What needs to be done —
Retrieve all lines below that have the string "DeclKind".

Records provided —

<<<<

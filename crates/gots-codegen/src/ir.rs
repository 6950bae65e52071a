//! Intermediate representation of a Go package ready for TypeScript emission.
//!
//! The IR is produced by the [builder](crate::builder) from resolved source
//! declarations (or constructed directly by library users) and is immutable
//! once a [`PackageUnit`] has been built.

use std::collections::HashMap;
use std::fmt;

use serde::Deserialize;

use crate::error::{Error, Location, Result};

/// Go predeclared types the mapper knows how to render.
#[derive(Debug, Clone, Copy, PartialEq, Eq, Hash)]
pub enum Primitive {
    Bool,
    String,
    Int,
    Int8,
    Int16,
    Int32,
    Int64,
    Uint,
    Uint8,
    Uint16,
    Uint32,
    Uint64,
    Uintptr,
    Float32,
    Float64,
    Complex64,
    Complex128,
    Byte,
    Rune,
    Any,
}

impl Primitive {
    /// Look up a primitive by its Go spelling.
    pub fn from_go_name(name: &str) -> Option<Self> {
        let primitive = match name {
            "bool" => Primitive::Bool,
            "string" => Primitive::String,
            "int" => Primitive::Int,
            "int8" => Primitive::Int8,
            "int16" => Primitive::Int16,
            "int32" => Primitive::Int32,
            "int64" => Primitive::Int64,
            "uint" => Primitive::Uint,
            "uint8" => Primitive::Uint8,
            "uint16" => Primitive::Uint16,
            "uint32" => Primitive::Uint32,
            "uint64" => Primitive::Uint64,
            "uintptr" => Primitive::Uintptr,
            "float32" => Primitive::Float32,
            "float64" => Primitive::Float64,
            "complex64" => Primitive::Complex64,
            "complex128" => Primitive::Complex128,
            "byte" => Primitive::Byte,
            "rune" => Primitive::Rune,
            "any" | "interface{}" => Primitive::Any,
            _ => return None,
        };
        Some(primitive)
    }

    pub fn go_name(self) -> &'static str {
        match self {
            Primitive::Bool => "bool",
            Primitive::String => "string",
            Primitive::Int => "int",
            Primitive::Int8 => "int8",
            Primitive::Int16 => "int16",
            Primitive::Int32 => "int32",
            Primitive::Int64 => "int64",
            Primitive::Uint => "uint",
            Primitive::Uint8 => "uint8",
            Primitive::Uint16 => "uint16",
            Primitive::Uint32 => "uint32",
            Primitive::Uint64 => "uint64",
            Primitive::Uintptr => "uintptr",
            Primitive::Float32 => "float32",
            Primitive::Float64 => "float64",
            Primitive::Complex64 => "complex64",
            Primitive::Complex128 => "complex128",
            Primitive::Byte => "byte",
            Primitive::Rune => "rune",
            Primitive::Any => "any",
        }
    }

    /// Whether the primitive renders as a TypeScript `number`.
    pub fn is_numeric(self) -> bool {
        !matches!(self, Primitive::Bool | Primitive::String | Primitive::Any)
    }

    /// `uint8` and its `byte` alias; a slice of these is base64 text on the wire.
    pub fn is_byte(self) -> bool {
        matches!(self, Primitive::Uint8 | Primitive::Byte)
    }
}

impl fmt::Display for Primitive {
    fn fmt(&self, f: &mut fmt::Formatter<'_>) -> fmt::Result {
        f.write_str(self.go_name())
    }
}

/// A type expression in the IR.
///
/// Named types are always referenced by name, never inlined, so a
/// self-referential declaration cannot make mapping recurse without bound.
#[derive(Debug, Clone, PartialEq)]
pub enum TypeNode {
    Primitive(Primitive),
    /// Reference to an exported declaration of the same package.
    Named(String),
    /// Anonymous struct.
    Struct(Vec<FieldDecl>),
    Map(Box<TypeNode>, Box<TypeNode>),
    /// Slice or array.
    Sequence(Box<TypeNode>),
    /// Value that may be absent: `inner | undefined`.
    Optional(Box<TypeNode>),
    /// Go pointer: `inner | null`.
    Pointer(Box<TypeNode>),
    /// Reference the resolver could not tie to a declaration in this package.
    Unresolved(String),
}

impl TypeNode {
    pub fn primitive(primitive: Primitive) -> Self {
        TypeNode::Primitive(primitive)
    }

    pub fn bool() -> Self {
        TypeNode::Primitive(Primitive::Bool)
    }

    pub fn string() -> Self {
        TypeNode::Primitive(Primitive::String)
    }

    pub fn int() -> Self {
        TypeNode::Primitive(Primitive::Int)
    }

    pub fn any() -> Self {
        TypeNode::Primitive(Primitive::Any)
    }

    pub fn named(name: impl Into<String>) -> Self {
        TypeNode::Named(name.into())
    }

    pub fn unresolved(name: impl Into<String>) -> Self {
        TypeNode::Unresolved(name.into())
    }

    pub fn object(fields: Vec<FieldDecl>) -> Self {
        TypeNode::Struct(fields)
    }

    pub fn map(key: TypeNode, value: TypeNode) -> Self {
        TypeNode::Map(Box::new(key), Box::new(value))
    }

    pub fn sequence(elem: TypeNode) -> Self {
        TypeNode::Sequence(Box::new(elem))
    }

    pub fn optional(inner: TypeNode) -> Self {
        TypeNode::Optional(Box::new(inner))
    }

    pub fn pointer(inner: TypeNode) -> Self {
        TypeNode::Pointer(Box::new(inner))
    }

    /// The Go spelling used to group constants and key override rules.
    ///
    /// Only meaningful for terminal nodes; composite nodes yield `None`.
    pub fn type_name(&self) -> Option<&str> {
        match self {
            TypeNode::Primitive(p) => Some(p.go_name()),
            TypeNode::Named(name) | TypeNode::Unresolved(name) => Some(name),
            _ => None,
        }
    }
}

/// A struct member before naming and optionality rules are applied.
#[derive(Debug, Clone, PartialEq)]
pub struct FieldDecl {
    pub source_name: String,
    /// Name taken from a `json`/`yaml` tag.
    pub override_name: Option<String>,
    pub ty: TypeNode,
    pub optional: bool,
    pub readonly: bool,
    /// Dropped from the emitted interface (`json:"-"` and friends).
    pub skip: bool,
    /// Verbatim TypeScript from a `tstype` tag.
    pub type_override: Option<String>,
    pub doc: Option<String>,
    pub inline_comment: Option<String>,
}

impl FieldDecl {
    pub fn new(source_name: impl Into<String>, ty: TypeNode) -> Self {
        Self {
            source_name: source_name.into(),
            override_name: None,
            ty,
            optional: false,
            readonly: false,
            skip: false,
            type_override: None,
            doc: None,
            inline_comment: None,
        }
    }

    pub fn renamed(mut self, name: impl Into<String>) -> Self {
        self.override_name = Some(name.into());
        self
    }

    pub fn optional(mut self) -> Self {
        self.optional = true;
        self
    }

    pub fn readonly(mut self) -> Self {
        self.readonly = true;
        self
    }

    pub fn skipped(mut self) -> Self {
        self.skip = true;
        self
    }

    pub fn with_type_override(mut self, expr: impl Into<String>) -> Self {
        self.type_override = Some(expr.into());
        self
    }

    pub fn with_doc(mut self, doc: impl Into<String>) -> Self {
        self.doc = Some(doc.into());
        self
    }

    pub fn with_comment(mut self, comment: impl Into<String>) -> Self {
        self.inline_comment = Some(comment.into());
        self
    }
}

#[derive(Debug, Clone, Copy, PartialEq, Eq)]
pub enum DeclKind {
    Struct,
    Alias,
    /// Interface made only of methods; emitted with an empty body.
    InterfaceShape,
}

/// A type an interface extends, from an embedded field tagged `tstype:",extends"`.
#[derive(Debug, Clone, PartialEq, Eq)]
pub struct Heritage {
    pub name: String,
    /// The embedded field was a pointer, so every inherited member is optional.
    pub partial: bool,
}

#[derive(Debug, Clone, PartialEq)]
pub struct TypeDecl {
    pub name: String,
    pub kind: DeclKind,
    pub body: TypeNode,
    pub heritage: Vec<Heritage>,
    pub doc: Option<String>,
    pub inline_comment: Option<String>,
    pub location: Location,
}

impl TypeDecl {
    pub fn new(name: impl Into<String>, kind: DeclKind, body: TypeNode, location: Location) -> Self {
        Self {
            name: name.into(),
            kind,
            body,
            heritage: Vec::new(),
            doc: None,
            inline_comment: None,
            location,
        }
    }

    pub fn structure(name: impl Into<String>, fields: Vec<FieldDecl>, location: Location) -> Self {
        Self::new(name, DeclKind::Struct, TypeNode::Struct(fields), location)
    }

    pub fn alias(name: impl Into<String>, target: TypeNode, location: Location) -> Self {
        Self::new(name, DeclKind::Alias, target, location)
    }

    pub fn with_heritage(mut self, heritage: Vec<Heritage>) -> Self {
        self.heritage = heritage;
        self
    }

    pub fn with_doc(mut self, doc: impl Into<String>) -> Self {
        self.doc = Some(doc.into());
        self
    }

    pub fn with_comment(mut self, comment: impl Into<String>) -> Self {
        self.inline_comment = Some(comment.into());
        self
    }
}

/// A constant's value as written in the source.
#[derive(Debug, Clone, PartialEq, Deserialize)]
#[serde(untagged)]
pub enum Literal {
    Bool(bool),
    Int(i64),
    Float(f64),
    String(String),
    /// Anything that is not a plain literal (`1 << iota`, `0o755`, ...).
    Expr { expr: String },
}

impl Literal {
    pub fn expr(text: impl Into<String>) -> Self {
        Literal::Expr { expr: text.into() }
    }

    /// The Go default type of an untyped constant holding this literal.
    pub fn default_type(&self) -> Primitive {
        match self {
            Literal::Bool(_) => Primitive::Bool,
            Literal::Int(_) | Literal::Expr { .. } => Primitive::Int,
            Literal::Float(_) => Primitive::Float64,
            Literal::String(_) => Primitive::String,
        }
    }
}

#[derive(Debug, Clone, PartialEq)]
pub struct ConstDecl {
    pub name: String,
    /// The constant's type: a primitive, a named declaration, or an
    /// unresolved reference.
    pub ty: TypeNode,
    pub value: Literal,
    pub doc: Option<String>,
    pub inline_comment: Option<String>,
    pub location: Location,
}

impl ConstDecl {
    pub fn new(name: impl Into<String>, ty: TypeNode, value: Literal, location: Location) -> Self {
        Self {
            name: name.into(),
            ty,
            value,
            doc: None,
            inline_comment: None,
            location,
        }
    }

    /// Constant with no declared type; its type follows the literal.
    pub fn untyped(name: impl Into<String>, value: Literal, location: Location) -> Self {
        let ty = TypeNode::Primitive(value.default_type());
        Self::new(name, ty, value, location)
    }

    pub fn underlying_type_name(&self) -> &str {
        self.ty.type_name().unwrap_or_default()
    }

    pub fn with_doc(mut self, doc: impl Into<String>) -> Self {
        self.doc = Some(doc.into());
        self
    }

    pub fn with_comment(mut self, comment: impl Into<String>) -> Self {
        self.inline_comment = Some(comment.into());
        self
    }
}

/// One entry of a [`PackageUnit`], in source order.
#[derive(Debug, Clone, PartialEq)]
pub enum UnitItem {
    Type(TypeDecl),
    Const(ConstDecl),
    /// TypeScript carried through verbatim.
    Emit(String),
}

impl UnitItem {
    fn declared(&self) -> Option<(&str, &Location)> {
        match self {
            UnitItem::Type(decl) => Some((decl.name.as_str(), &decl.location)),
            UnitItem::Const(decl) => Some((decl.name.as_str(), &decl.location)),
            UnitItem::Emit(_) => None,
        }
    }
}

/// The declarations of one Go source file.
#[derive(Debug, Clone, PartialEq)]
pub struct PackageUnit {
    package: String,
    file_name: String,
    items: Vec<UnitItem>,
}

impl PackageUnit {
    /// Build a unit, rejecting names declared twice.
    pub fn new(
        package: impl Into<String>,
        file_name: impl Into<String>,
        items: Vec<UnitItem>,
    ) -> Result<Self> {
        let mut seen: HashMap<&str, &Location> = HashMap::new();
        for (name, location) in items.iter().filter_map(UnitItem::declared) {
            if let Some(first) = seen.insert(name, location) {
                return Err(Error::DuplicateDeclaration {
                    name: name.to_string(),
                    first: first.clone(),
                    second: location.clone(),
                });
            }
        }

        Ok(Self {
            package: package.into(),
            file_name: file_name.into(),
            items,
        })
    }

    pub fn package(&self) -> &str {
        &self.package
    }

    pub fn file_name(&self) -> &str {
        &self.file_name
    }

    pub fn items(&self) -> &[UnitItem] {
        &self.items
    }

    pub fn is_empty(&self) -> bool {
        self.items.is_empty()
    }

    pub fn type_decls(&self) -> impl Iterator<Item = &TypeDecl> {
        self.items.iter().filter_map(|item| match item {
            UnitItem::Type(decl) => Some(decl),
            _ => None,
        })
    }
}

>>>>

Response —
pub enum DeclKind {
    pub kind: DeclKind,
    pub fn new(name: impl Into<String>, kind: DeclKind, body: TypeNode, location: Location) -> Self {
        Self::new(name, DeclKind::Struct, TypeNode::Struct(fields), location)
        Self::new(name, DeclKind::Alias, target, location)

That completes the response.